#### The task:
Search the material for the string "NoneAlgorithm" and copy each line where it occurs.

#### Input records:
=======

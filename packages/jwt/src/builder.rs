//! Token builder.

use crate::base64::encode_segment;
use crate::claim::Claim;
use crate::error::{ErrorKind, JwtError, JwtResult};
use crate::json::{JsonTraits, SerdeJson};
use crate::traits::Algorithm;
use crate::types::{registered, Header, Payload};
use chrono::{DateTime, Duration, Utc};
use std::fmt;

/// Accumulates header and payload claims, then signs them into a token.
///
/// ```
/// use jwtkit::{Hmac, TokenBuilder};
///
/// let token = TokenBuilder::new()
///     .set_issuer("auth.example")
///     .set_type("JWT")
///     .sign(&Hmac::hs256(b"secret"))
///     .unwrap();
/// assert_eq!(token.split('.').count(), 3);
/// ```
pub struct TokenBuilder<J: JsonTraits = SerdeJson> {
    header: Header<J>,
    payload: Payload<J>,
}

impl TokenBuilder<SerdeJson> {
    /// Builder over the bundled `serde_json` backend.
    pub fn new() -> Self {
        Self::with_backend()
    }
}

impl Default for TokenBuilder<SerdeJson> {
    fn default() -> Self {
        Self::new()
    }
}

impl<J: JsonTraits> TokenBuilder<J> {
    /// Builder over any backend.
    pub fn with_backend() -> Self {
        Self {
            header: Header::new(),
            payload: Payload::new(),
        }
    }

    /// Set an arbitrary header claim.
    pub fn set_header_claim(mut self, name: impl Into<String>, claim: impl Into<Claim<J>>) -> Self {
        self.header.insert(name, claim);
        self
    }

    /// Set an arbitrary payload claim.
    pub fn set_payload_claim(mut self, name: impl Into<String>, claim: impl Into<Claim<J>>) -> Self {
        self.payload.insert(name, claim);
        self
    }

    /// Set `typ`.
    pub fn set_type(self, token_type: impl Into<String>) -> Self {
        self.set_header_claim(registered::TYPE, token_type.into())
    }

    /// Set `cty`.
    pub fn set_content_type(self, content_type: impl Into<String>) -> Self {
        self.set_header_claim(registered::CONTENT_TYPE, content_type.into())
    }

    /// Set `kid`.
    pub fn set_key_id(self, key_id: impl Into<String>) -> Self {
        self.set_header_claim(registered::KEY_ID, key_id.into())
    }

    /// Set `iss`.
    pub fn set_issuer(self, issuer: impl Into<String>) -> Self {
        self.set_payload_claim(registered::ISSUER, issuer.into())
    }

    /// Set `sub`.
    pub fn set_subject(self, subject: impl Into<String>) -> Self {
        self.set_payload_claim(registered::SUBJECT, subject.into())
    }

    /// Set `aud` to a single string.
    pub fn set_audience(self, audience: impl Into<String>) -> Self {
        self.set_payload_claim(registered::AUDIENCE, audience.into())
    }

    /// Set `aud` to an array of strings.
    pub fn set_audiences<I, S>(self, audiences: I) -> Self
    where
        I: IntoIterator<Item = S>,
        S: Into<String>,
    {
        self.set_payload_claim(registered::AUDIENCE, Claim::<J>::from_set(audiences))
    }

    /// Set `exp`.
    pub fn set_expires_at(self, when: DateTime<Utc>) -> Self {
        self.set_payload_claim(registered::EXPIRES_AT, when)
    }

    /// Set `exp` relative to the current time.
    pub fn set_expires_in(self, lifetime: Duration) -> Self {
        self.set_expires_at(Utc::now() + lifetime)
    }

    /// Set `nbf`.
    pub fn set_not_before(self, when: DateTime<Utc>) -> Self {
        self.set_payload_claim(registered::NOT_BEFORE, when)
    }

    /// Set `iat`.
    pub fn set_issued_at(self, when: DateTime<Utc>) -> Self {
        self.set_payload_claim(registered::ISSUED_AT, when)
    }

    /// Set `iat` to the current time.
    pub fn set_issued_now(self) -> Self {
        self.set_issued_at(Utc::now())
    }

    /// Set `jti`.
    pub fn set_id(self, id: impl Into<String>) -> Self {
        self.set_payload_claim(registered::ID, id.into())
    }

    /// Header claims so far.
    pub fn header(&self) -> &Header<J> {
        &self.header
    }

    /// Payload claims so far.
    pub fn payload(&self) -> &Payload<J> {
        &self.payload
    }

    /// Sign and return `header.payload.signature`.
    ///
    /// `alg` is always overwritten with the provider's name. Any failure of
    /// the provider is reported as [`JwtError::SignatureGeneration`].
    pub fn sign<A: Algorithm + ?Sized>(mut self, algorithm: &A) -> JwtResult<String> {
        if !algorithm.can_sign() {
            return Err(JwtError::signing(&format!(
                "{} provider cannot sign",
                algorithm.name()
            )));
        }
        self.header.insert(registered::ALGORITHM, algorithm.name());

        let mut token = encode_segment(self.header.to_json()?);
        token.push('.');
        token.push_str(&encode_segment(self.payload.to_json()?));

        let signature = algorithm.sign(token.as_bytes()).map_err(|e| match e.kind() {
            ErrorKind::SignatureGeneration => e,
            _ => JwtError::SignatureGeneration(e.to_string()),
        })?;
        token.push('.');
        token.push_str(&encode_segment(signature));

        let kid_hash = self
            .header
            .key_id()
            .ok()
            .flatten()
            .map(jwtkit_common::fingerprint);
        tracing::debug!(
            alg = algorithm.name(),
            kid_hash = kid_hash.as_deref(),
            claims = self.payload.len(),
            token_len = token.len(),
            "token signed"
        );
        Ok(token)
    }
}

impl<J: JsonTraits> Clone for TokenBuilder<J> {
    fn clone(&self) -> Self {
        Self {
            header: self.header.clone(),
            payload: self.payload.clone(),
        }
    }
}

impl<J: JsonTraits> fmt::Debug for TokenBuilder<J> {
    fn fmt(&self, f: &mut fmt::Formatter<'_>) -> fmt::Result {
        f.debug_struct("TokenBuilder")
            .field("header", &self.header)
            .field("payload", &self.payload)
            .finish()
    }
}

#[cfg(test)]
mod tests {
    use super::*;
    use crate::algorithms::{Hmac, NoneAlgorithm, Rsa};
    use crate::base64::decode_segment;
    use crate::AlgorithmId;

    fn segment_json(token: &str, index: usize) -> serde_json::Value {
        let part = token.split('.').nth(index).unwrap();
        serde_json::from_slice(&decode_segment(part).unwrap()).unwrap()
    }

    #[test]
    fn test_alg_is_overwritten_by_provider() {
        let token = TokenBuilder::new()
            .set_header_claim("alg", "none")
            .sign(&Hmac::hs512(b"secret"))
            .unwrap();
        assert_eq!(segment_json(&token, 0)["alg"], "HS512");
    }

    #[test]
    fn test_none_token_has_empty_signature() {
        let token = TokenBuilder::new()
            .set_issuer("auth0")
            .set_type("JWS")
            .sign(&NoneAlgorithm)
            .unwrap();
        assert!(token.ends_with('.'));
        assert_eq!(
            segment_json(&token, 0),
            serde_json::json!({"alg": "none", "typ": "JWS"})
        );
        assert!(!token.contains('='));
    }

    #[test]
    fn test_registered_setters() {
        let at = DateTime::from_timestamp(1_600_000_000, 0).unwrap();
        let token = TokenBuilder::new()
            .set_issuer("iss")
            .set_subject("sub")
            .set_audiences(["a", "b"])
            .set_expires_at(at)
            .set_not_before(at)
            .set_issued_at(at)
            .set_id("id-1")
            .set_key_id("k1")
            .set_content_type("JWT")
            .set_payload_claim("admin", true)
            .sign(&Hmac::hs256(b"s"))
            .unwrap();
        let payload = segment_json(&token, 1);
        assert_eq!(
            payload,
            serde_json::json!({
                "admin": true,
                "aud": ["a", "b"],
                "exp": 1_600_000_000,
                "iat": 1_600_000_000,
                "iss": "iss",
                "jti": "id-1",
                "nbf": 1_600_000_000,
                "sub": "sub"
            })
        );
        let header = segment_json(&token, 0);
        assert_eq!(header["kid"], "k1");
        assert_eq!(header["cty"], "JWT");
    }

    #[test]
    fn test_matches_reference_hs256_token() {
        let token = TokenBuilder::new()
            .set_type("JWT")
            .set_payload_claim("admin", true)
            .set_payload_claim("name", "John Doe")
            .set_subject("1234567890")
            .sign(&Hmac::hs256(b"secret"))
            .unwrap();
        let mut parts = token.split('.');
        assert_eq!(parts.next(), Some("eyJhbGciOiJIUzI1NiIsInR5cCI6IkpXVCJ9"));
        // Claims serialize in name order, so the payload text differs from
        // the usual sample; the signature still has to verify.
        let data = token.rsplit_once('.').unwrap().0;
        let sig = decode_segment(parts.nth(1).unwrap()).unwrap();
        assert!(Hmac::hs256(b"secret").verify(data.as_bytes(), &sig).is_ok());
    }

    #[test]
    fn test_public_only_provider_fails_with_signature_generation() {
        let public = include_str!("../tests/fixtures/rsa_public.pem");
        let rsa = Rsa::from_public_pem(AlgorithmId::Rs256, public).unwrap();
        let err = TokenBuilder::new().sign(&rsa).unwrap_err();
        assert_eq!(err.kind(), ErrorKind::SignatureGeneration);
    }
}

=======

#### Result of this exercise:
    use crate::algorithms::{Hmac, NoneAlgorithm, Rsa};
            .sign(&NoneAlgorithm)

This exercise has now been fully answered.